_Instructions to follow_
Return, in their exact form, the lines that lie between the start of the data below and the line containing "into rendered manifests.", with both ends included.

BEGIN Provided data

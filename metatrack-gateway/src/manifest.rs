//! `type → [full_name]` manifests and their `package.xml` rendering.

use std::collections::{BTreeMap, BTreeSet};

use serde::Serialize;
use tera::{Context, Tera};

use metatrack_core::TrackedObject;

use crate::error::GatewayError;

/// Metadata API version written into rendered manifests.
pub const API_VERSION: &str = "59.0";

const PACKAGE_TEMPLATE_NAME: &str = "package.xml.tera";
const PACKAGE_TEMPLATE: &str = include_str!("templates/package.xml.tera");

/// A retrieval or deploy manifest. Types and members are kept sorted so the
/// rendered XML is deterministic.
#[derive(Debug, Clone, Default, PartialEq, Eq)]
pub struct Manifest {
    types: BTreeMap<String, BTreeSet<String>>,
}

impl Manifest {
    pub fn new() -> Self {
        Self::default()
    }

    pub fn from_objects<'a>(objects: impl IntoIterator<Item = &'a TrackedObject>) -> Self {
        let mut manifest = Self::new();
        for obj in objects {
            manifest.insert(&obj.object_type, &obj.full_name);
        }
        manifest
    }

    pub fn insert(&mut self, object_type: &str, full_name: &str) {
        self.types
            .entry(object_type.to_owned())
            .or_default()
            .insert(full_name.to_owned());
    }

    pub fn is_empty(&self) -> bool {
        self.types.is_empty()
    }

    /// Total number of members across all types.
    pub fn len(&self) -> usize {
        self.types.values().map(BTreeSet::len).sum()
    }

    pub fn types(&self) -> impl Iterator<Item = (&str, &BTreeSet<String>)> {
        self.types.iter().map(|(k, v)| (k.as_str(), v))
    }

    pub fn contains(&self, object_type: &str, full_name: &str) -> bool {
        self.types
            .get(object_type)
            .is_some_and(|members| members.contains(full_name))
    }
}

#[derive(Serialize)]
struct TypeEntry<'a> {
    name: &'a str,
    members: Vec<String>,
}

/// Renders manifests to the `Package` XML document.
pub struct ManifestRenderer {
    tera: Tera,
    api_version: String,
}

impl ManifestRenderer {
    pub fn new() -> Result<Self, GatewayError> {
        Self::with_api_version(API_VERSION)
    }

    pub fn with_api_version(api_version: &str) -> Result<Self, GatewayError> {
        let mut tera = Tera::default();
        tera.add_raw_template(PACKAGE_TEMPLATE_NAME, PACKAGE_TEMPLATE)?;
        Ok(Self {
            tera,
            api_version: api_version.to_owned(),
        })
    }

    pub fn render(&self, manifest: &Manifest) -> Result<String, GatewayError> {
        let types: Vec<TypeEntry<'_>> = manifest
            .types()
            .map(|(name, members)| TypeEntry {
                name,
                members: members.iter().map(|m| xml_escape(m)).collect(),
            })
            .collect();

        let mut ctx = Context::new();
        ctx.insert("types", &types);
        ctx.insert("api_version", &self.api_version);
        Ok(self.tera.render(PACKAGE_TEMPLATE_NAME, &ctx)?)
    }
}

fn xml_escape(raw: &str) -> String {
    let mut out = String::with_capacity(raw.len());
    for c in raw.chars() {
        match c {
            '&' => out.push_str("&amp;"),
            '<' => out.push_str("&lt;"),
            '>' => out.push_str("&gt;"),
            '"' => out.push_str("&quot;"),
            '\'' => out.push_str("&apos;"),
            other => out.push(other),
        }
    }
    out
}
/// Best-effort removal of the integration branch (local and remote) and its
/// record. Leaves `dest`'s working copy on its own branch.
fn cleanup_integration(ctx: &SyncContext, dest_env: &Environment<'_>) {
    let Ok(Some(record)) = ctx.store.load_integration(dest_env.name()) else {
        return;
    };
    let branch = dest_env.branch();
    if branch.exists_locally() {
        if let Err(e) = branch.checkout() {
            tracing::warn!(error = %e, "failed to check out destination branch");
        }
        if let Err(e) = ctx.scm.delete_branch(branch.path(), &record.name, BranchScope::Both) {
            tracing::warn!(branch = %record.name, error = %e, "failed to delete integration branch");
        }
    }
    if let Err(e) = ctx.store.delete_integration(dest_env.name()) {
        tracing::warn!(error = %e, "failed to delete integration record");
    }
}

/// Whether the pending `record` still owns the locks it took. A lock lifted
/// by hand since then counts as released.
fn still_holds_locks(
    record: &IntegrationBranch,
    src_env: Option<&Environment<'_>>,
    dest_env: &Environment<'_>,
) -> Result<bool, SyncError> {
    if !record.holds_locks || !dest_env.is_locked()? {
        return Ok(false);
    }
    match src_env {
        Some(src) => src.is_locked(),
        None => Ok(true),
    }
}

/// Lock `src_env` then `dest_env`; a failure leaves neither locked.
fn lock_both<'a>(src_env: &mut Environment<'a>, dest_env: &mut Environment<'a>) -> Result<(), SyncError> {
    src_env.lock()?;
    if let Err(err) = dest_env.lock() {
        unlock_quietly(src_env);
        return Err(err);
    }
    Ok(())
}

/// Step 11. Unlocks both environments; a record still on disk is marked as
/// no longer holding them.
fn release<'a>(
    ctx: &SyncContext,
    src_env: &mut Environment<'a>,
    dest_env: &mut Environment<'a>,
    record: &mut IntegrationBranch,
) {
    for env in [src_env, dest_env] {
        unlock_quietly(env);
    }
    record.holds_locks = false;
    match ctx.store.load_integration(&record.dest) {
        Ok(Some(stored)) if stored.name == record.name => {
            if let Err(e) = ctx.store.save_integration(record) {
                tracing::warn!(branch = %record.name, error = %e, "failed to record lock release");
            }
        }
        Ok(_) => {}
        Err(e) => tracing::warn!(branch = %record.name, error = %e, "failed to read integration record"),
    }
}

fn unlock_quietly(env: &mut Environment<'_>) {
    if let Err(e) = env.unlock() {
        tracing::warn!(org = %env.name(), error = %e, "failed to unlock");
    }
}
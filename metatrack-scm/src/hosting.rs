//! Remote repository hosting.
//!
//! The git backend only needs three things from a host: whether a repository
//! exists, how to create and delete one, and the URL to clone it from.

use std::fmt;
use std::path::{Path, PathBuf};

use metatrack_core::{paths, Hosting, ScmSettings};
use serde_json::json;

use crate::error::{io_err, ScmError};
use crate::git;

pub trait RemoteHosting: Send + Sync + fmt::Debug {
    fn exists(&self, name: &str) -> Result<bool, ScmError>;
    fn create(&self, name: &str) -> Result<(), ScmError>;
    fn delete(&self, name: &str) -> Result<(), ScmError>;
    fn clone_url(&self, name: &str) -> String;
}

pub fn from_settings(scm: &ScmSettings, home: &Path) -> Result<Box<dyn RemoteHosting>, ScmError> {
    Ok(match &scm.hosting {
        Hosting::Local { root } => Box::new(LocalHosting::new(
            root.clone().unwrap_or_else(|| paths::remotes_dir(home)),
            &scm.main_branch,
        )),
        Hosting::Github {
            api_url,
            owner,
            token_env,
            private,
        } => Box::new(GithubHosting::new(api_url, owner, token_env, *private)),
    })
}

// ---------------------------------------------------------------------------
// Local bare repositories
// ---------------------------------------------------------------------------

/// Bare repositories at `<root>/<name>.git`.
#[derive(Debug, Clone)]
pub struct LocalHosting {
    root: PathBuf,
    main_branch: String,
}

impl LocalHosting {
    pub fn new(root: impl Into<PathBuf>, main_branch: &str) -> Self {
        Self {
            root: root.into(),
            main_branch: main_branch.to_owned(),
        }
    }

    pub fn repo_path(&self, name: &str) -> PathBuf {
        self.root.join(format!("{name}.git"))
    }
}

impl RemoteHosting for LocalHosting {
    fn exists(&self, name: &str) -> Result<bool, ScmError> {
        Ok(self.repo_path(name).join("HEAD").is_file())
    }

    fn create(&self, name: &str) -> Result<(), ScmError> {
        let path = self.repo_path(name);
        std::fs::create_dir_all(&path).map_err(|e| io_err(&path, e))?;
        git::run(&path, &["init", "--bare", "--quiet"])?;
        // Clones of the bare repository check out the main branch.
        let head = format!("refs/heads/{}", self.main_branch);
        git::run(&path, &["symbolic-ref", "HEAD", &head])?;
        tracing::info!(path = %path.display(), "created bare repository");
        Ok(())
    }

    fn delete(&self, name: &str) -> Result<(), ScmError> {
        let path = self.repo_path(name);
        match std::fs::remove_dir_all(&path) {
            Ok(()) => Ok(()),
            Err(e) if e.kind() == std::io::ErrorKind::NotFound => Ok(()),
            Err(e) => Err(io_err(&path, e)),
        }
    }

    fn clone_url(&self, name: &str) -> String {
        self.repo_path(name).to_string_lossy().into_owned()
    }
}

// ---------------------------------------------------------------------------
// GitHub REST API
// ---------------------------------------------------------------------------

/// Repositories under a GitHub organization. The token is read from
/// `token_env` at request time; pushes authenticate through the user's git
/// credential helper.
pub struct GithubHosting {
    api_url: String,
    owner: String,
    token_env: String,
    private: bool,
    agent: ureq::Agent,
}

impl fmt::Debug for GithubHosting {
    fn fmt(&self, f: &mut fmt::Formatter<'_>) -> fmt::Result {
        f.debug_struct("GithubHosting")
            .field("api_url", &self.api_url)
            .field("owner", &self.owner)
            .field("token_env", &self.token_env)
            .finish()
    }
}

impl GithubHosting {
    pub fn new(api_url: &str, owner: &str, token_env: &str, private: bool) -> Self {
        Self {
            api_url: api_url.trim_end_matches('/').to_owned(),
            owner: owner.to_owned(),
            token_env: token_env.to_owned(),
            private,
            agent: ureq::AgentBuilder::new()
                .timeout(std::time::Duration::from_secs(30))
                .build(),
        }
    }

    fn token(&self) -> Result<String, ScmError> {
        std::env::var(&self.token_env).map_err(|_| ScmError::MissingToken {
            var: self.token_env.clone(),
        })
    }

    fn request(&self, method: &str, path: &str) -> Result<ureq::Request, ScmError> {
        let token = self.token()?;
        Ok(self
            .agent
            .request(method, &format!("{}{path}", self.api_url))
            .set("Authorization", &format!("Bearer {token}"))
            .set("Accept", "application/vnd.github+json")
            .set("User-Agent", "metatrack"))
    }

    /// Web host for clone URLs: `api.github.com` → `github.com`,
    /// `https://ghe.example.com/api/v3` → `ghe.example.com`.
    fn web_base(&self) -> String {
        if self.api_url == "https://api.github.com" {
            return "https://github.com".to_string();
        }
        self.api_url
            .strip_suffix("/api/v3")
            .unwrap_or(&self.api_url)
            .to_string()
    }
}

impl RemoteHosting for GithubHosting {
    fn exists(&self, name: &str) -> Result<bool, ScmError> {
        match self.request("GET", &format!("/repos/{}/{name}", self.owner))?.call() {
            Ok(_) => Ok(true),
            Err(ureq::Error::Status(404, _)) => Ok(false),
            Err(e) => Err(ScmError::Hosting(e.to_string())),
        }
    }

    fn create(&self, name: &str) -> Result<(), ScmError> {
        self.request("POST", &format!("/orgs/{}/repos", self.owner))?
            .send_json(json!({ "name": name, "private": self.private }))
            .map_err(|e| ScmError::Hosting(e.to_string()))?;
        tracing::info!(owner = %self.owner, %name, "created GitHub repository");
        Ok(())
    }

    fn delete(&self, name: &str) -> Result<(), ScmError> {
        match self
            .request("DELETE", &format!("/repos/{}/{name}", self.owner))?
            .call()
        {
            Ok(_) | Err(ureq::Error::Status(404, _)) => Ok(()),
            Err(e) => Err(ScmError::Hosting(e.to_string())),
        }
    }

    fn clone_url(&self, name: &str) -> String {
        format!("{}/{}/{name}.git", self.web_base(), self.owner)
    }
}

END Provided data

_Response to this task_
filename metatrack-gateway/src/manifest.rs
//! `type → [full_name]` manifests and their `package.xml` rendering.

use std::collections::{BTreeMap, BTreeSet};

use serde::Serialize;
use tera::{Context, Tera};

use metatrack_core::TrackedObject;

use crate::error::GatewayError;

/// Metadata API version written into rendered manifests.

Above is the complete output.